Negative refraction can occur when light or other waves cross an interface between two different materials. The term “negative” is used when the direction of the light is bent in the opposite direction to that which occurs for conventional materials such as glass and water. Negative refraction is a property of some artificial metamaterials and can be used to bring diverging rays back to a focus – allowing for the creation of a perfect lens. First proposed by the Russian physicist Victor Veselago in 1968, various types of negative refraction materials have subsequently been produced and the concept has been applied to the design of invisibility cloaks. However, actually making practical metamaterials has proven to be very difficult.
In principle, it should be much easier to achieve negative refraction with electron waves in a semiconductor. For electrons in a solid, the equivalent quantity to the optical index of refraction is the Fermi wave vector. This intrinsic property points in the same direction as the electron flow in an n-type semiconductor – in which charge is carried by electron flow. In a p-type semiconductor, however, charge is carried by positive “holes” and the wave vector points in the opposite direction. At the interface between an n-type and a p-type semiconductor (a “p–n junction”), the Fermi wave vector therefore changes sign and negative refraction should result.
Too much reflection
In practice, however, no one has been able observe negative refraction at a p–n junction.

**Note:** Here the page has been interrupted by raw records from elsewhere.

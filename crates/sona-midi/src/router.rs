//! The MIDI router: `connect`/`disconnect` plus message
//! dispatch from whatever owns a source's input thread.

use std::sync::Arc;

use parking_lot::Mutex;

use sona_core::MidiMessage;

use crate::destination::MidiDestination;
use crate::route::Route;
use crate::source::MidiSource;

/// Owns every live route. Route mutation (connect/disconnect) is rare and
/// takes a short lock; dispatch clones the route list under that same
/// lock and then releases it before touching any destination, so a slow
/// destination never blocks a structural edit.
#[derive(Default)]
pub struct Router {
    routes: Mutex<Vec<Arc<Route>>>,
}

impl Router {
    pub fn new() -> Self {
        Self {
            routes: Mutex::new(Vec::new()),
        }
    }

    pub fn connect(&self, source: Arc<dyn MidiSource>, destination: Arc<dyn MidiDestination>) -> Arc<Route> {
        let route = Route::new(source, destination);
        self.routes.lock().push(route.clone());
        route
    }

    pub fn disconnect(&self, route: &Arc<Route>) {
        self.routes.lock().retain(|r| !Arc::ptr_eq(r, route));
    }

    pub fn routes(&self) -> Vec<Arc<Route>> {
        self.routes.lock().clone()
    }

    /// Dispatch a message from `source` to every route connected to it.
    pub fn dispatch_message(&self, source: &Arc<dyn MidiSource>, message: MidiMessage) {
        for route in self.routes.lock().clone() {
            if Arc::ptr_eq(route.source(), source) {
                route.process_message(message);
            }
        }
    }

    /// Dispatch SysEx from `source` to every route connected to it.
    pub fn dispatch_sysex(&self, source: &Arc<dyn MidiSource>, bytes: &[u8]) {
        for route in self.routes.lock().clone() {
            if Arc::ptr_eq(route.source(), source) {
                route.process_sysex(bytes);
            }
        }
    }

    /// Pump every route's time-driven processor stages.
    pub fn pump_all(&self, now_us: u64) {
        for route in self.routes.lock().clone() {
            route.pump(now_us);
        }
    }
}

#[cfg(test)]
mod tests {
    use super::*;
    use crate::destination::RecordingDestination;
    use crate::source::InternalSource;

    #[test]
    fn connect_then_dispatch_reaches_destination() {
        let router = Router::new();
        let source: Arc<dyn MidiSource> = Arc::new(InternalSource::new("kbd"));
        let destination = Arc::new(RecordingDestination::new("synth"));
        router.connect(source.clone(), destination.clone());

        router.dispatch_message(&source, MidiMessage::note_on(1, 69, 100, 0));

        assert_eq!(destination.received().len(), 1);
    }

    #[test]
    fn disconnect_stops_further_dispatch() {
        let router = Router::new();
        let source: Arc<dyn MidiSource> = Arc::new(InternalSource::new("kbd"));
        let destination = Arc::new(RecordingDestination::new("synth"));
        let route = router.connect(source.clone(), destination.clone());
        router.disconnect(&route);

        router.dispatch_message(&source, MidiMessage::note_on(1, 69, 100, 0));

        assert_eq!(destination.received().len(), 0);
    }

    #[test]
    fn unrelated_source_does_not_trigger_route() {
        let router = Router::new();
        let source_a: Arc<dyn MidiSource> = Arc::new(InternalSource::new("a"));
        let source_b: Arc<dyn MidiSource> = Arc::new(InternalSource::new("b"));
        let destination = Arc::new(RecordingDestination::new("synth"));
        router.connect(source_a, destination.clone());

        router.dispatch_message(&source_b, MidiMessage::note_on(1, 69, 100, 0));

        assert_eq!(destination.received().len(), 0);
    }
}
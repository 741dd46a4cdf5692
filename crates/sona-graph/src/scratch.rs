//! Per-thread scratch buffer pool ("Scratch buffers are rented
//! from a per-thread pool keyed by power-of-two capacity; release on all
//! exit paths... is guaranteed by the component harness"). Renting never
//! allocates once the pool has seen a given capacity before; the returned
//! guard's `Drop` is the release path, so early returns and panics inside
//! a render call still give the buffer back.

use std::cell::RefCell;

use sona_core::Sample;

struct Pool {
    /// Free lists keyed by power-of-two capacity; index `i` holds buffers
    /// of capacity `2^i`.
    free_lists: Vec<Vec<Vec<Sample>>>,
}

impl Pool {
    fn new() -> Self {
        Self {
            free_lists: Vec::new(),
        }
    }

    fn bucket_for(capacity: usize) -> u32 {
        capacity.max(1).next_power_of_two().trailing_zeros()
    }

    fn take(&mut self, len: usize) -> Vec<Sample> {
        let bucket = Self::bucket_for(len) as usize;
        if self.free_lists.len() <= bucket {
            self.free_lists.resize_with(bucket + 1, Vec::new);
        }
        let capacity = 1usize << bucket;
        match self.free_lists[bucket].pop() {
            Some(mut buffer) => {
                buffer.resize(len, 0.0);
                buffer
            }
            None => vec![0.0; capacity.max(len)],
        }
    }

    fn give_back(&mut self, buffer: Vec<Sample>) {
        let bucket = Self::bucket_for(buffer.capacity()) as usize;
        if self.free_lists.len() <= bucket {
            self.free_lists.resize_with(bucket + 1, Vec::new);
        }
        self.free_lists[bucket].push(buffer);
    }
}

thread_local! {
    static POOL: RefCell<Pool> = RefCell::new(Pool::new());
}

/// An RAII-owned scratch buffer of exactly `len` samples; released back
/// to the thread-local pool on drop.
pub struct ScratchBuffer {
    buffer: Vec<Sample>,
}

impl ScratchBuffer {
    pub fn len(&self) -> usize {
        self.buffer.len()
    }

    pub fn is_empty(&self) -> bool {
        self.buffer.is_empty()
    }
}

impl std::ops::Deref for ScratchBuffer {
    type Target = [Sample];
    fn deref(&self) -> &[Sample] {
        &self.buffer
    }
}

impl std::ops::DerefMut for ScratchBuffer {
    fn deref_mut(&mut self) -> &mut [Sample] {
        &mut self.buffer
    }
}

impl Drop for ScratchBuffer {
    fn drop(&mut self) {
        let buffer = std::mem::take(&mut self.buffer);
        POOL.with(|pool| pool.borrow_mut().give_back(buffer));
    }
}

/// Rent a zero-filled scratch buffer of `len` samples from this thread's
/// pool.
pub fn rent(len: usize) -> ScratchBuffer {
    let buffer = POOL.with(|pool| pool.borrow_mut().take(len));
    ScratchBuffer { buffer }
}

#[cfg(test)]
mod tests {
    use super::*;

    #[test]
    fn rented_buffer_is_zeroed_and_sized() {
        let buffer = rent(128);
        assert_eq!(buffer.len(), 128);
        assert!(buffer.iter().all(|&s| s == 0.0));
    }

    #[test]
    fn dropped_buffer_is_reused() {
        {
            let mut buffer = rent(256);
            buffer[0] = 1.0;
        }
        let buffer = rent(256);
        // reused capacity is zeroed again on take
        assert!(buffer.iter().all(|&s| s == 0.0));
    }

    #[test]
    fn bucket_for_rounds_up_to_power_of_two() {
        assert_eq!(Pool::bucket_for(1), 0);
        assert_eq!(Pool::bucket_for(3), 2);
        assert_eq!(Pool::bucket_for(256), 8);
        assert_eq!(Pool::bucket_for(257), 9);
    }
}
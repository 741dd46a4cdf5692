//! A 16-channel polyphonic synthesizer driven by MIDI: unison
//! oscillators, ADSR-enveloped amplitude and filter, voice stealing,
//! sustain-pedal latching, and per-note MPE expression.

mod channel;
mod envelope;
mod instrument;
mod oscillator;
mod synth;
mod voice;

pub use channel::SynthChannel;
pub use envelope::{AdsrEnvelope, EnvelopeSpec};
pub use instrument::{default_instrument, FilterSpec, InstrumentMapping, UnisonLayer, VoiceDefinition};
pub use oscillator::{Oscillator, Waveform};
pub use synth::Synth;
pub use voice::Voice;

The main reason is that in conventional semiconductors with an energy gap between the valence and conduction bands, an electron has to gain or lose energy to traverse a p–n junction. The result is that the vast majority of electrons are reflected at the junction rather than being transmitted across and therefore refracted.

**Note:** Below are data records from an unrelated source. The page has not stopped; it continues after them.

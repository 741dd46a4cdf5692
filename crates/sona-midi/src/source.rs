//! MIDI sources: a physical input device or an internal
//! emitter. Hardware I/O itself is out of scope and lives with whoever
//! owns the hardware polling thread — this crate only models the
//! identity a route connects to and a push point for that thread to
//! feed messages through.

/// A node that emits MIDI messages and, optionally, SysEx. Routes are
/// identified by source/destination identity (`Arc::ptr_eq`), not name,
/// so two sources may share a display name.
pub trait MidiSource: Send + Sync {
    fn name(&self) -> &str;
}

/// An in-process source driven by whatever owns it calling
/// [`Router::dispatch_message`](crate::Router::dispatch_message) directly
/// — a sequencer, a test harness, or an internal generator.
pub struct InternalSource {
    name: String,
}

impl InternalSource {
    pub fn new(name: impl Into<String>) -> Self {
        Self { name: name.into() }
    }
}

impl MidiSource for InternalSource {
    fn name(&self) -> &str {
        &self.name
    }
}
//! A synthesizer's note-in-flight.

use sona_core::Sample;
use sona_dsp::biquad::{Biquad, FilterType};

use crate::envelope::AdsrEnvelope;
use crate::instrument::VoiceDefinition;
use crate::oscillator::Oscillator;

#[inline]
fn pan_gains(pan: f32) -> (f32, f32) {
    let pan = pan.clamp(0.0, 1.0);
    let angle = pan * std::f32::consts::FRAC_PI_2;
    (angle.cos(), angle.sin())
}

struct UnisonOscillator {
    oscillator: Oscillator,
    detune_ratio: f32,
    pan: f32,
}

/// A note-in-flight: unison layers, amplitude envelope, optional filter +
/// filter envelope, per-note MPE dimensions, release/sustain flags.
pub struct Voice {
    note: u8,
    velocity: f32,
    unison: Vec<UnisonOscillator>,
    amp_envelope: AdsrEnvelope,
    filter: Option<Biquad>,
    filter_envelope: Option<AdsrEnvelope>,
    sample_rate: f32,

    /// Per-note pitch-bend in semitones (MPE); added to the channel-wide bend.
    pub note_bend_semitones: f32,
    /// Per-note pressure, 0..1 (MPE channel pressure on this note's channel).
    pub pressure: f32,
    /// Per-note timbre (CC#74), 0..1 (MPE).
    pub timbre: f32,

    release: bool,
    sustained: bool,
    age: u64,
}

impl Voice {
    pub fn new(note: u8, velocity: u8, definition: &VoiceDefinition, sample_rate: f32, age: u64) -> Self {
        let unison = definition
        .unison
        .iter()
        .map(|layer| UnisonOscillator {
                oscillator: Oscillator::new(definition.waveform),
                detune_ratio: 2.0f32.powf(layer.detune_cents / 1200.0),
                pan: layer.pan,
        })
        .collect();

        let filter = definition.filter.as_ref().map(|_| Biquad::new(2, sample_rate as f64));
        let filter_envelope = definition
        .filter
        .as_ref()
        .map(|spec| AdsrEnvelope::new(spec.envelope, sample_rate));

        let mut amp_envelope = AdsrEnvelope::new(definition.amp_envelope, sample_rate);
        amp_envelope.trigger();
        let mut filter_envelope = filter_envelope;
        if let Some(env) = filter_envelope.as_mut() {
            env.trigger();
        }

        Self {
            note,
            velocity: velocity as f32 / 127.0,
            unison,
            amp_envelope,
            filter,
            filter_envelope,
            sample_rate,
            note_bend_semitones: 0.0,
            pressure: 0.0,
            timbre: 0.0,
            release: false,
            sustained: false,
            age,
        }
    }

    pub fn note(&self) -> u8 {
        self.note
    }

    pub fn age(&self) -> u64 {
        self.age
    }

    pub fn is_releasing(&self) -> bool {
        self.release
    }

    pub fn is_sustained(&self) -> bool {
        self.sustained
    }

    pub fn set_sustained(&mut self, sustained: bool) {
        self.sustained = sustained;
    }

    /// NoteOff. Held by the sustain pedal: latch instead of releasing
    /// ( sustain-pedal latching).
    pub fn note_off(&mut self, sustain_active: bool) {
        if sustain_active {
            self.sustained = true;
        } else {
            self.start_release();
        }
    }

    /// Release a voice that was held by the sustain pedal.
    pub fn release_from_sustain(&mut self) {
        if self.sustained {
            self.sustained = false;
            self.start_release();
        }
    }

    fn start_release(&mut self) {
        self.release = true;
        self.sustained = false;
        self.amp_envelope.release();
        if let Some(env) = self.filter_envelope.as_mut() {
            env.release();
        }
    }

    pub fn finished(&self) -> bool {
        self.amp_envelope.finished()
    }

    fn base_frequency(&self) -> f32 {
        440.0 * 2.0f32.powf((self.note as f32 - 69.0) / 12.0)
    }

    /// Render one block, accumulating into an interleaved stereo buffer
    /// ("Voice rendering... mono -> stereo").
    pub fn render(&mut self, buffer: &mut [Sample], channel_bend_semitones: f32) {
        let frames = buffer.len() / 2;
        let unison_count = self.unison.len().max(1);
        let normalize = 1.0 / (unison_count as f32).sqrt();
        let bend = self.note_bend_semitones + channel_bend_semitones;
        let base = self.base_frequency();

        for frame in 0..frames {
            let amp = self.amp_envelope.next_sample();
            let filter_env_level = self
            .filter_envelope
            .as_mut()
            .map(|env| env.next_sample())
            .unwrap_or(0.0);

            let mut left = 0.0;
            let mut right = 0.0;
            for layer in &mut self.unison {
                let frequency = base * layer.detune_ratio * 2.0f32.powf(bend / 12.0);
                let sample = layer.oscillator.next_sample(frequency, self.sample_rate);
                let (gl, gr) = pan_gains(layer.pan);
                left += sample * gl;
                right += sample * gr;
            }
            left *= normalize;
            right *= normalize;

            if let Some(filter) = self.filter.as_mut() {
                let cutoff = 200.0
                + self.velocity * 4000.0
                + self.pressure * 2000.0
                + self.timbre * 3000.0
                + filter_env_level * 8000.0;
                filter.set_type(FilterType::Lowpass, cutoff.max(20.0) as f64, 0.707, 0.0);
                left = filter.process_sample(left, 0);
                right = filter.process_sample(right, 1);
            }

            buffer[frame * 2] += left * amp;
            buffer[frame * 2 + 1] += right * amp;
        }
    }
}

#[cfg(test)]
mod tests {
    use super::*;
    use crate::envelope::EnvelopeSpec;
    use crate::instrument::VoiceDefinition;
    use crate::oscillator::Waveform;

    #[test]
    fn fresh_voice_produces_nonsilent_output() {
        let def = VoiceDefinition::simple(Waveform::Sine, EnvelopeSpec::new(0.001, 0.01, 0.8, 0.1));
        let mut voice = Voice::new(69, 100, &def, 48_000.0, 0);
        let mut buffer = vec![0.0; 48 * 2];
        voice.render(&mut buffer, 0.0);
        assert!(buffer.iter().any(|s| s.abs() > 1e-6));
    }

    #[test]
    fn note_off_then_render_reaches_finished() {
        let def = VoiceDefinition::simple(Waveform::Sine, EnvelopeSpec::new(0.001, 0.001, 0.5, 0.001));
        let mut voice = Voice::new(69, 100, &def, 1000.0, 0);
        let mut buffer = vec![0.0; 100 * 2];
        voice.render(&mut buffer, 0.0);
        voice.note_off(false);
        let mut buffer = vec![0.0; 1000 * 2];
        voice.render(&mut buffer, 0.0);
        assert!(voice.finished());
    }

    #[test]
    fn sustain_pedal_holds_note_past_note_off() {
        let def = VoiceDefinition::simple(Waveform::Sine, EnvelopeSpec::new(0.001, 0.001, 0.5, 0.1));
        let mut voice = Voice::new(69, 100, &def, 1000.0, 0);
        voice.note_off(true);
        assert!(voice.is_sustained());
        assert!(!voice.is_releasing());
        voice.release_from_sustain();
        assert!(voice.is_releasing());
        assert!(!voice.is_sustained());
    }
}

Graphene is a sheet of carbon just one-atom thick and it has no band gap. Therefore p–n junctions made from graphene should be much more transparent to electrons than those made from other semiconductors. Nevertheless, previous attempts to see negative refraction in graphene have failed. In search of an explanation for this failure, Cory Dean of Columbia University and colleagues modelled electron transmission across the p–n boundary in graphene. They concluded the likely culprit was the atomic-scale roughness at the interface that is the result of conventional lithographic processes used to make the junctions.

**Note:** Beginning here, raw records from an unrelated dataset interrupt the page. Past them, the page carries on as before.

//! Sample format conversion and channel mixing:
//! interleaved integer PCM <-> interleaved F32, and ITU-R BS.775 downmix
//! matrices between common channel counts.

use sona_core::{Sample, SampleFormat};

const S16_SCALE: f32 = 32768.0;
const S24_SCALE: f32 = 8_388_608.0;
const S32_SCALE: f32 = 2_147_483_648.0;

/// Decode one interleaved PCM block of `format` into F32 samples, appending
/// to `out`. `bytes` must be a whole number of frames.
pub fn decode_to_f32(bytes: &[u8], format: SampleFormat, out: &mut Vec<Sample>) {
    match format {
        SampleFormat::U8 => {
            out.extend(bytes.iter().map(|&b| (b as f32 - 128.0) / 128.0));
        }
        SampleFormat::S16 => {
            for chunk in bytes.chunks_exact(2) {
                let v = i16::from_le_bytes([chunk[0], chunk[1]]);
                out.push(v as f32 / S16_SCALE);
            }
        }
        SampleFormat::S24 => {
            for chunk in bytes.chunks_exact(3) {
                let raw = [chunk[0], chunk[1], chunk[2], if chunk[2] & 0x80 != 0 { 0xFF } else { 0 }];
                let v = i32::from_le_bytes(raw);
                out.push(v as f32 / S24_SCALE);
            }
        }
        SampleFormat::S32 => {
            for chunk in bytes.chunks_exact(4) {
                let v = i32::from_le_bytes([chunk[0], chunk[1], chunk[2], chunk[3]]);
                out.push(v as f32 / S32_SCALE);
            }
        }
        SampleFormat::F32 => {
            for chunk in bytes.chunks_exact(4) {
                out.push(f32::from_le_bytes([chunk[0], chunk[1], chunk[2], chunk[3]]));
            }
        }
    }
}

/// Encode F32 samples into interleaved PCM of `format`, appending bytes to
/// `out`. Encoding to an integer format rounds to nearest, ties to even,
/// and clamps to the format's representable range.
pub fn encode_from_f32(samples: &[Sample], format: SampleFormat, out: &mut Vec<u8>) {
    match format {
        SampleFormat::U8 => {
            out.extend(samples.iter().map(|&s| {
                        let scaled = round_ties_even((s.clamp(-1.0, 1.0) * 128.0) as f64) + 128.0;
                        scaled.clamp(0.0, 255.0) as u8
            }));
        }
        SampleFormat::S16 => {
            for &s in samples {
                let v = quantize(s, S16_SCALE, i16::MIN as f64, i16::MAX as f64) as i16;
                out.extend_from_slice(&v.to_le_bytes());
            }
        }
        SampleFormat::S24 => {
            for &s in samples {
                let v = quantize(s, S24_SCALE, -8_388_608.0, 8_388_607.0) as i32;
                let bytes = v.to_le_bytes();
                out.extend_from_slice(&bytes[0..3]);
            }
        }
        SampleFormat::S32 => {
            for &s in samples {
                let v = quantize(s, S32_SCALE, i32::MIN as f64, i32::MAX as f64) as i32;
                out.extend_from_slice(&v.to_le_bytes());
            }
        }
        SampleFormat::F32 => {
            for &s in samples {
                out.extend_from_slice(&s.to_le_bytes());
            }
        }
    }
}

#[inline]
fn quantize(sample: Sample, scale: f32, min: f64, max: f64) -> f64 {
    let scaled = round_ties_even((sample.clamp(-1.0, 1.0) * scale) as f64);
    scaled.clamp(min, max)
}

#[inline]
fn round_ties_even(value: f64) -> f64 {
    let floor = value.floor();
    let diff = value - floor;
    if diff < 0.5 {
        floor
    } else if diff > 0.5 {
        floor + 1.0
    } else if (floor as i64) % 2 == 0 {
        floor
    } else {
        floor + 1.0
    }
}

/// ITU-R BS.775-derived downmix coefficients, `[output_channel][input_channel]`.
pub fn downmix_matrix(input_channels: u16, output_channels: u16) -> Vec<Vec<f32>> {
    match (input_channels, output_channels) {
        (n, m) if n == m => identity_matrix(n as usize),
        (2, 1) => vec![vec![0.5, 0.5]],
        (1, 2) => vec![vec![1.0], vec![1.0]],
        (6, 2) => {
            // L, R, C, LFE, Ls, Rs -> L, R (ITU-R BS.775 downmix)
            const CLEV: f32 = 0.7071;
            const SLEV: f32 = 0.7071;
            vec![
                vec![1.0, 0.0, CLEV, 0.0, SLEV, 0.0],
                vec![0.0, 1.0, CLEV, 0.0, 0.0, SLEV],
            ]
        }
        (6, 1) => {
            const CLEV: f32 = 0.7071;
            const SLEV: f32 = 0.7071;
            vec![vec![0.5, 0.5, CLEV * 0.5, 0.0, SLEV * 0.5, SLEV * 0.5]]
        }
        (n, 1) => vec![vec![1.0 / n as f32; n as usize]],
        (n, m) => {
            // no canonical matrix defined for this pairing: fall back to an
            // even spread that at least conserves total energy roughly.
            let scale = 1.0 / n as f32;
            vec![vec![scale; n as usize]; m as usize]
        }
    }
}

fn identity_matrix(n: usize) -> Vec<Vec<f32>> {
    (0..n)
    .map(|i| (0..n).map(|j| if i == j { 1.0 } else { 0.0 }).collect())
    .collect()
}

/// Mix `input` (interleaved, `input_channels` wide) into `output`
/// (interleaved, `output_channels` wide) using `downmix_matrix`.
pub fn mix_channels(input: &[Sample], input_channels: u16, output_channels: u16, output: &mut Vec<Sample>) {
    let matrix = downmix_matrix(input_channels, output_channels);
    let frames = input.len() / input_channels as usize;
    output.clear();
    output.reserve(frames * output_channels as usize);
    for frame in 0..frames {
        let base = frame * input_channels as usize;
        for row in &matrix {
            let mut acc = 0.0;
            for (ch, coeff) in row.iter().enumerate() {
                acc += input[base + ch] * coeff;
            }
            output.push(acc);
        }
    }
}

#[cfg(test)]
mod tests {
    use super::*;

    #[test]
    fn s16_round_trip_is_lossless_at_full_scale() {
        let samples = [1.0_f32, -1.0, 0.0, 0.5, -0.5];
        let mut bytes = Vec::new();
        encode_from_f32(&samples, SampleFormat::S16, &mut bytes);
        let mut decoded = Vec::new();
        decode_to_f32(&bytes, SampleFormat::S16, &mut decoded);
        for (a, b) in samples.iter().zip(decoded.iter()) {
            assert!((a - b).abs() < 1e-3);
        }
    }

    #[test]
    fn f32_round_trip_is_exact() {
        let samples = [0.123456_f32, -0.987654, 0.0];
        let mut bytes = Vec::new();
        encode_from_f32(&samples, SampleFormat::F32, &mut bytes);
        let mut decoded = Vec::new();
        decode_to_f32(&bytes, SampleFormat::F32, &mut decoded);
        assert_eq!(samples.to_vec(), decoded);
    }

    #[test]
    fn s24_round_trip_preserves_sign() {
        let samples = [-0.75_f32, 0.75];
        let mut bytes = Vec::new();
        encode_from_f32(&samples, SampleFormat::S24, &mut bytes);
        assert_eq!(bytes.len(), 6);
        let mut decoded = Vec::new();
        decode_to_f32(&bytes, SampleFormat::S24, &mut decoded);
        for (a, b) in samples.iter().zip(decoded.iter()) {
            assert!((a - b).abs() < 1e-4);
        }
    }

    #[test]
    fn stereo_to_mono_averages_channels() {
        let stereo = [1.0_f32, -1.0, 0.5, 0.5];
        let mut mono = Vec::new();
        mix_channels(&stereo, 2, 1, &mut mono);
        assert_eq!(mono, vec![0.0, 0.5]);
    }

    #[test]
    fn mono_to_stereo_duplicates_channel() {
        let mono = [0.25_f32];
        let mut stereo = Vec::new();
        mix_channels(&mono, 1, 2, &mut stereo);
        assert_eq!(stereo, vec![0.25, 0.25]);
    }

    #[test]
    fn identity_matrix_passes_samples_through() {
        let input = [0.1_f32, 0.2, 0.3, 0.4];
        let mut output = Vec::new();
        mix_channels(&input, 2, 2, &mut output);
        assert_eq!(input.to_vec(), output);
    }
}
//! Component graph: the pull-model tree of mixers, players, and their
//! modifier/analyzer chains.

// Audio engine uses explicit indexing for SIMD-friendly loops.
#![allow(clippy::needless_range_loop)]
#![allow(clippy::too_many_arguments)]
#![allow(dead_code)]

pub mod component;
pub mod mixer;
pub mod modifier;
pub mod player;
pub mod provider;
pub mod scratch;

pub use component::{pan_gains, render_and_accumulate, Component, ComponentId, ComponentState};
pub use mixer::Mixer;
pub use modifier::{Analyzer, AnalyzerChain, GainModifier, Modifier, ModifierChain, PeakAnalyzer};
pub use player::{
    vbap_gains, LoopPoints, PanningMethod, PlaybackMode, PlaybackState, SoundPlayer, SpeakerPosition,
    SurroundPlayer,
};
pub use provider::{
    ChunkedDecoderProvider, MicrophoneProvider, NetworkProvider, SoundDataProvider,
    StreamDecodedProvider, SyntheticProvider, Waveform,
};
pub use scratch::{rent, ScratchBuffer};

“Say you shine a focused laser beam onto a piece of glass, you can see that it refracts and measure the change of direction quite easily,” explains Dean. “Now imagine that you take a piece of sandpaper and scuff the surface of the glass, the beam will get dispersed.”
Flaky solution
To get around this problem, the team fashioned a junction using the natural edge of a graphene flake. They attached multiple electrodes to both sides of the junction. By injecting the electrons on one side and placing the junction in a variable transverse magnetic field, they controlled the angle at which electrons approached the boundary. They then used the voltage on the electrodes on the other side to work out where the electrons had ended up after crossing the junction. By comparing their measurements with computer models, they obtained clear evidence of negative refraction.
The team believes that its findings could lead to several practical applications. Dean says that, in principle, the ability to bring a diverging electron beam back to a focus at one of two points could form the basis of an electronic switch. Such a switch could be operated using very small amounts of energy, and this could be used to boost the efficiency of electronic devices. Dean also suggests that some of the parallels with optical applications of negative-refraction materials – such as cloaking – could be exploited in practical devices: “I don’t think it’s too crazy to think that we could apply some of those same concepts to electrical devices in ways that just haven’t been thought about because the technology just hasn’t been there,” he says.
Theoretical Physicist Carlo Beenakker of Leiden University in the Netherlands is impressed by the work: “The big technical advance is that they’ve been able to make very thin, very abrupt p–n junctions,” he says. “That, by itself, could have very far reaching implications because we know p–n junctions have all kinds of electronics applications.” He is more sceptical about the usefulness of perfect lensing with electrons: “If you have an electronic device, you have a big ohmic contact and shoot in electrons from all directions, and they come out with all directions at the other side,” he says. “We don’t use angular resolution in semiconductor devices, probably because it’s not a robust way to operate a device.”
The research is described in Science.